Dataset items

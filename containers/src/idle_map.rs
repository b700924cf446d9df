//! A concurrent map whose entries expire after a period without access.

use dashmap::DashMap;
use std::borrow::Borrow;
use std::hash::Hash;
use std::sync::atomic::{AtomicU64, Ordering};
use std::time::{Duration, Instant};

/// Slot holding a value alongside the last time it was touched
///
/// Access time is stored as milliseconds since the owning map's epoch so it can be refreshed
/// through a shared reference.
#[derive(Debug)]
struct IdleSlot<V> {
    value: V,
    last_access: AtomicU64,
    pinned: bool,
}

impl<V> IdleSlot<V> {
    fn new(value: V, now: u64, pinned: bool) -> Self {
        Self {
            value,
            last_access: AtomicU64::new(now),
            pinned,
        }
    }

    fn touch(&self, now: u64) {
        self.last_access.fetch_max(now, Ordering::AcqRel);
    }

    fn is_expired(&self, now: u64, idle: u64) -> bool {
        !self.pinned && now.saturating_sub(self.last_access.load(Ordering::Acquire)) >= idle
    }
}

/// Concurrent map with access-based expiry
///
/// Expiry is lazy: an idle entry is dropped the next time it is looked up, or by
/// [`IdleExpiryMap::purge_expired`]. Pinned entries never expire.
#[derive(Debug)]
pub struct IdleExpiryMap<K: Eq + Hash, V> {
    entries: DashMap<K, IdleSlot<V>>,
    idle: Duration,
    epoch: Instant,
}

impl<K: Eq + Hash, V: Clone> IdleExpiryMap<K, V> {
    pub fn new(idle: Duration) -> Self {
        Self {
            entries: DashMap::new(),
            idle,
            epoch: Instant::now(),
        }
    }

    pub fn idle(&self) -> Duration {
        self.idle
    }

    fn now(&self) -> u64 {
        self.epoch.elapsed().as_millis() as u64
    }

    fn idle_millis(&self) -> u64 {
        self.idle.as_millis() as u64
    }

    /// Clones the value out and refreshes its access time
    pub fn get<Q>(&self, key: &Q) -> Option<V>
    where
        K: Borrow<Q>,
        Q: Hash + Eq + ?Sized,
    {
        let now = self.now();
        let idle = self.idle_millis();
        {
            let slot = self.entries.get(key)?;
            if !slot.is_expired(now, idle) {
                slot.touch(now);
                return Some(slot.value.clone());
            }
        }
        // read guard must be released before taking the shard write lock
        self.entries.remove_if(key, |_, slot| slot.is_expired(now, idle));
        None
    }

    /// Whether a live entry exists. Does not refresh the access time.
    pub fn contains_key<Q>(&self, key: &Q) -> bool
    where
        K: Borrow<Q>,
        Q: Hash + Eq + ?Sized,
    {
        let now = self.now();
        self.entries
            .get(key)
            .is_some_and(|slot| !slot.is_expired(now, self.idle_millis()))
    }

    pub fn insert(&self, key: K, value: V) {
        self.entries.insert(key, IdleSlot::new(value, self.now(), false));
    }

    /// Inserts an entry which is exempt from expiry
    pub fn insert_pinned(&self, key: K, value: V) {
        self.entries.insert(key, IdleSlot::new(value, self.now(), true));
    }

    pub fn remove<Q>(&self, key: &Q) -> Option<V>
    where
        K: Borrow<Q>,
        Q: Hash + Eq + ?Sized,
    {
        self.entries.remove(key).map(|(_, slot)| slot.value)
    }

    /// Drops every expired entry, returning how many were removed
    pub fn purge_expired(&self) -> usize {
        let now = self.now();
        let idle = self.idle_millis();
        let before = self.entries.len();
        self.entries.retain(|_, slot| !slot.is_expired(now, idle));
        before.saturating_sub(self.entries.len())
    }

    pub fn len(&self) -> usize {
        self.entries.len()
    }

    pub fn is_empty(&self) -> bool {
        self.entries.is_empty()
    }
}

■ Task
The task requires an exact copy of all the lines above.

■ Answer to this problem
filename containers/src/idle_map.rs
repository b700924cf446d9df
//! A concurrent map whose entries expire after a period without access.

use dashmap::DashMap;
use std::borrow::Borrow;
use std::hash::Hash;
use std::sync::atomic::{AtomicU64, Ordering};
use std::time::{Duration, Instant};

/// Slot holding a value alongside the last time it was touched
///
/// Access time is stored as milliseconds since the owning map's epoch so it can be refreshed
/// through a shared reference.
#[derive(Debug)]
struct IdleSlot<V> {
    value: V,
    last_access: AtomicU64,
    pinned: bool,
}

impl<V> IdleSlot<V> {
    fn new(value: V, now: u64, pinned: bool) -> Self {
        Self {
            value,
            last_access: AtomicU64::new(now),
            pinned,
        }
    }

    fn touch(&self, now: u64) {
        self.last_access.fetch_max(now, Ordering::AcqRel);
    }

    fn is_expired(&self, now: u64, idle: u64) -> bool {
        !self.pinned && now.saturating_sub(self.last_access.load(Ordering::Acquire)) >= idle
    }
}

/// Concurrent map with access-based expiry
///
/// Expiry is lazy: an idle entry is dropped the next time it is looked up, or by
/// [`IdleExpiryMap::purge_expired`]. Pinned entries never expire.
#[derive(Debug)]
pub struct IdleExpiryMap<K: Eq + Hash, V> {
    entries: DashMap<K, IdleSlot<V>>,
    idle: Duration,
    epoch: Instant,
}

impl<K: Eq + Hash, V: Clone> IdleExpiryMap<K, V> {
    pub fn new(idle: Duration) -> Self {
        Self {
            entries: DashMap::new(),
            idle,
            epoch: Instant::now(),
        }
    }

    pub fn idle(&self) -> Duration {
        self.idle
    }

    fn now(&self) -> u64 {
        self.epoch.elapsed().as_millis() as u64
    }

    fn idle_millis(&self) -> u64 {
        self.idle.as_millis() as u64
    }

    /// Clones the value out and refreshes its access time
    pub fn get<Q>(&self, key: &Q) -> Option<V>
    where
        K: Borrow<Q>,
        Q: Hash + Eq + ?Sized,
    {
        let now = self.now();
        let idle = self.idle_millis();
        {
            let slot = self.entries.get(key)?;
            if !slot.is_expired(now, idle) {
                slot.touch(now);
                return Some(slot.value.clone());
            }
        }
        // read guard must be released before taking the shard write lock
        self.entries.remove_if(key, |_, slot| slot.is_expired(now, idle));
        None
    }

    /// Whether a live entry exists. Does not refresh the access time.
    pub fn contains_key<Q>(&self, key: &Q) -> bool
    where
        K: Borrow<Q>,
        Q: Hash + Eq + ?Sized,
    {
        let now = self.now();
        self.entries
            .get(key)
            .is_some_and(|slot| !slot.is_expired(now, self.idle_millis()))
    }

    pub fn insert(&self, key: K, value: V) {
        self.entries.insert(key, IdleSlot::new(value, self.now(), false));
    }

    /// Inserts an entry which is exempt from expiry
    pub fn insert_pinned(&self, key: K, value: V) {
        self.entries.insert(key, IdleSlot::new(value, self.now(), true));
    }

    pub fn remove<Q>(&self, key: &Q) -> Option<V>
    where
        K: Borrow<Q>,
        Q: Hash + Eq + ?Sized,
    {
        self.entries.remove(key).map(|(_, slot)| slot.value)
    }

    /// Drops every expired entry, returning how many were removed
    pub fn purge_expired(&self) -> usize {
        let now = self.now();
        let idle = self.idle_millis();
        let before = self.entries.len();
        self.entries.retain(|_, slot| !slot.is_expired(now, idle));
        before.saturating_sub(self.entries.len())
    }

    pub fn len(&self) -> usize {
        self.entries.len()
    }

    pub fn is_empty(&self) -> bool {
        self.entries.is_empty()
    }
}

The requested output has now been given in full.